Each line containing the string "contains" should be copied out of the entries.

## [Extracted data entries]
○ ○ ○ ○ ○ ○ ○
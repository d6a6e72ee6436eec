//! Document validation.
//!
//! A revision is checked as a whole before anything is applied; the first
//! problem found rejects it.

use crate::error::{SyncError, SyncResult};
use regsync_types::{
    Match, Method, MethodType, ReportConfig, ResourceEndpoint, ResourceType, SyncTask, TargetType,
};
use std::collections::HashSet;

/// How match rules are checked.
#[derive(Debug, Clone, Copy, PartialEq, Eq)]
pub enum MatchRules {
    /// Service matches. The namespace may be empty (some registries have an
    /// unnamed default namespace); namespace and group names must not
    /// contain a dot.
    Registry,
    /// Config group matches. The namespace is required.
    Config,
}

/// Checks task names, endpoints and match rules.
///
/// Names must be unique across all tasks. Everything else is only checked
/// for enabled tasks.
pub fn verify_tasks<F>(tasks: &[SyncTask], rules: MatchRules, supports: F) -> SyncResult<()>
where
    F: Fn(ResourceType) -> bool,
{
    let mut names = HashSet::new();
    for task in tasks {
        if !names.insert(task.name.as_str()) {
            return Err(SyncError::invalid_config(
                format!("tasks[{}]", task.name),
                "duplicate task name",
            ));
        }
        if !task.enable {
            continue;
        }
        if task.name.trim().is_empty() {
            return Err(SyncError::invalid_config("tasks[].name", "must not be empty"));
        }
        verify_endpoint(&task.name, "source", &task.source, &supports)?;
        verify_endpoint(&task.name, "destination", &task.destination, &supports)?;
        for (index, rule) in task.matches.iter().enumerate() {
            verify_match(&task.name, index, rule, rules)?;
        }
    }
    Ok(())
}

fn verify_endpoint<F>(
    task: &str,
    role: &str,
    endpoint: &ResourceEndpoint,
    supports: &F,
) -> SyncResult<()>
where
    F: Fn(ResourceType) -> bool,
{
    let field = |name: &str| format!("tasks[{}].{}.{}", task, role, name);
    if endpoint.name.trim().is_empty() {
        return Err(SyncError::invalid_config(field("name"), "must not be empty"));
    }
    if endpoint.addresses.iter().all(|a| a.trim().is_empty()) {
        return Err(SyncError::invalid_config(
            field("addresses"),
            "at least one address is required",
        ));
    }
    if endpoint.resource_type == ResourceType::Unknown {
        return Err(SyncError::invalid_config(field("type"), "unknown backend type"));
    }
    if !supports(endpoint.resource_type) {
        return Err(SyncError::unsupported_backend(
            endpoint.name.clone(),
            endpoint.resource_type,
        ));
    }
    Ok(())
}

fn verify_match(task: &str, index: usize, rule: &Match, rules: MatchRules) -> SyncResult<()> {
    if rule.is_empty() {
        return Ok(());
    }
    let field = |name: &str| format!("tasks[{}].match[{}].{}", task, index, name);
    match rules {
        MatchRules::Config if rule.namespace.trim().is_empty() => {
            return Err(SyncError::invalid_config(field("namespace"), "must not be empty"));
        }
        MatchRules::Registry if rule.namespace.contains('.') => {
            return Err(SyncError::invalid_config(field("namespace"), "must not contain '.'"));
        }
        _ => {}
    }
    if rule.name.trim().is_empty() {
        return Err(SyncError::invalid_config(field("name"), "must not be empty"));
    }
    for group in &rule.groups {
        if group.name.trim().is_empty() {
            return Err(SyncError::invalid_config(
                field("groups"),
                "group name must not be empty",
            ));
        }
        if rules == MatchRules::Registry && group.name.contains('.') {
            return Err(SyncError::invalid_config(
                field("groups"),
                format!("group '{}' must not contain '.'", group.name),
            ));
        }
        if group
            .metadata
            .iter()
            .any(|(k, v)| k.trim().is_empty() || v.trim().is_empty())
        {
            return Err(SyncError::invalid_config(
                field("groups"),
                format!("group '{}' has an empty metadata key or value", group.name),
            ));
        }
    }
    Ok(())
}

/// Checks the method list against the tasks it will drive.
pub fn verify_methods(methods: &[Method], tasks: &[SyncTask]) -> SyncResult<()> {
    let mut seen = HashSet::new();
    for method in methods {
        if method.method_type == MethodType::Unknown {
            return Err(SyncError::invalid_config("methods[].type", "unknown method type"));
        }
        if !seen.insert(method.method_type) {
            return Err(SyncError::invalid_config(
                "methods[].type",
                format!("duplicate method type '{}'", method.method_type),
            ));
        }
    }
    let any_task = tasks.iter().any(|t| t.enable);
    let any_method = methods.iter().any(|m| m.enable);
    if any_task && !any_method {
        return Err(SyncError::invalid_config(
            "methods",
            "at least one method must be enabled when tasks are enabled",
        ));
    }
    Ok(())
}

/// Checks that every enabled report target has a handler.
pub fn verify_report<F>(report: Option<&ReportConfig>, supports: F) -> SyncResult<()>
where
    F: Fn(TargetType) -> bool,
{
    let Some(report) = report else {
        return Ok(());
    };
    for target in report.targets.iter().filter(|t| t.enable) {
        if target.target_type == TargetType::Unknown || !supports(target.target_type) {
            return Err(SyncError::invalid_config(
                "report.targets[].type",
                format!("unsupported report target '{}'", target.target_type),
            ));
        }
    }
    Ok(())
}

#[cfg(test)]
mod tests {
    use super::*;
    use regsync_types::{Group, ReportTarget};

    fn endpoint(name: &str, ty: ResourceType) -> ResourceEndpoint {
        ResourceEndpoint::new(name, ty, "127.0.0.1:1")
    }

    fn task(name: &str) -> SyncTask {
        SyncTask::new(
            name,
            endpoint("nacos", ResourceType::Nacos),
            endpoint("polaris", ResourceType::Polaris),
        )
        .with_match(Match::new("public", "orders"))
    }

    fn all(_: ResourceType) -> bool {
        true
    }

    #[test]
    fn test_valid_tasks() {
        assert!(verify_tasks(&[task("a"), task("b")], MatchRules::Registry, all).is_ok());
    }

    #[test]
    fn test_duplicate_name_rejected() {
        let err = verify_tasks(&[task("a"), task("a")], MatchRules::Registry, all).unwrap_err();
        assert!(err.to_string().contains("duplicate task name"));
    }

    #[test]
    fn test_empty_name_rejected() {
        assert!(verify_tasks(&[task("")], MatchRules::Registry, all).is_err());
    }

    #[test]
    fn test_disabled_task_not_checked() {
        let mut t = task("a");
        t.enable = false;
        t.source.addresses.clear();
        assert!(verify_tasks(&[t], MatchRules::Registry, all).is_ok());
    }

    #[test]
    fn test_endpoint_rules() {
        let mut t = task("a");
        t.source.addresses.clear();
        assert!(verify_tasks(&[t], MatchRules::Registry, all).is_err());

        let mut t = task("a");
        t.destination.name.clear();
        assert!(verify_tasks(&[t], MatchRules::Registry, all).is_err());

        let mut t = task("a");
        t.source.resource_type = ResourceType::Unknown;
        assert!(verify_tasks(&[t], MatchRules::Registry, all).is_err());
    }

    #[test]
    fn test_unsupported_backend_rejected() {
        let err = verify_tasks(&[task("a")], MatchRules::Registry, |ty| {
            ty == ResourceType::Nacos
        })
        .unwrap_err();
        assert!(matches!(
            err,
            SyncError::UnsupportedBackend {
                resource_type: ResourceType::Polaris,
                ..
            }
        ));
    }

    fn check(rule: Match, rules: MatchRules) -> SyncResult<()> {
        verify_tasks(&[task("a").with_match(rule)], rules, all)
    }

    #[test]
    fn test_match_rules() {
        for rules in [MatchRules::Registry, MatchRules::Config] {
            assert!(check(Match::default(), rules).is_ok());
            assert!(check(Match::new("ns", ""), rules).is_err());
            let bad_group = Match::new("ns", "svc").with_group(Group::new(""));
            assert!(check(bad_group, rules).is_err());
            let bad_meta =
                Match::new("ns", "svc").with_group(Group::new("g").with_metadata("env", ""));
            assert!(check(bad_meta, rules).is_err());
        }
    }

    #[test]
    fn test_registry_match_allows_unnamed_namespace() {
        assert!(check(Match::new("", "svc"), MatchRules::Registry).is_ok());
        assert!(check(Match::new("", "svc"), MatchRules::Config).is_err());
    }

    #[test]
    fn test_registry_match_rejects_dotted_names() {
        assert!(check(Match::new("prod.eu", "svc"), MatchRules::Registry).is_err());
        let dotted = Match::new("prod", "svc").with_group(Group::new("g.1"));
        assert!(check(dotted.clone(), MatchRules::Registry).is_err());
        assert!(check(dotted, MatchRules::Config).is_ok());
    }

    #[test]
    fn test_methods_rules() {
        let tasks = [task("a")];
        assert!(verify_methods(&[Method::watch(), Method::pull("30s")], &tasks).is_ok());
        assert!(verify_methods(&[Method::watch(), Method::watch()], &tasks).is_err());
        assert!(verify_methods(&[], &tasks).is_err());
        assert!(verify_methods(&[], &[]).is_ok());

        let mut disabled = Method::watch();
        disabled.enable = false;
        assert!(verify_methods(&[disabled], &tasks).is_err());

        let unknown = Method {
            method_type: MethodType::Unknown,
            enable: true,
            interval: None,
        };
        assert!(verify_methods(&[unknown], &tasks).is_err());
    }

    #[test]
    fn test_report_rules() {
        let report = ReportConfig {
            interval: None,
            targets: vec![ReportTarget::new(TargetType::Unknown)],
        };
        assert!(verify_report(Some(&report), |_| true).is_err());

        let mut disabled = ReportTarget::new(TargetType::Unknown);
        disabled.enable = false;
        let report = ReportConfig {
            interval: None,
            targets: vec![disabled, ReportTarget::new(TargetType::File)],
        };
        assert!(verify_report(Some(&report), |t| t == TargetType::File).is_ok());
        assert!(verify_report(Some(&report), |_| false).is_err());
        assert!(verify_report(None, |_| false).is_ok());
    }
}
○ ○ ○ ○ ○ ○ ○
## [Answer section]
        MatchRules::Registry if rule.namespace.contains('.') => {
        if rules == MatchRules::Registry && group.name.contains('.') {
        assert!(err.to_string().contains("duplicate task name"));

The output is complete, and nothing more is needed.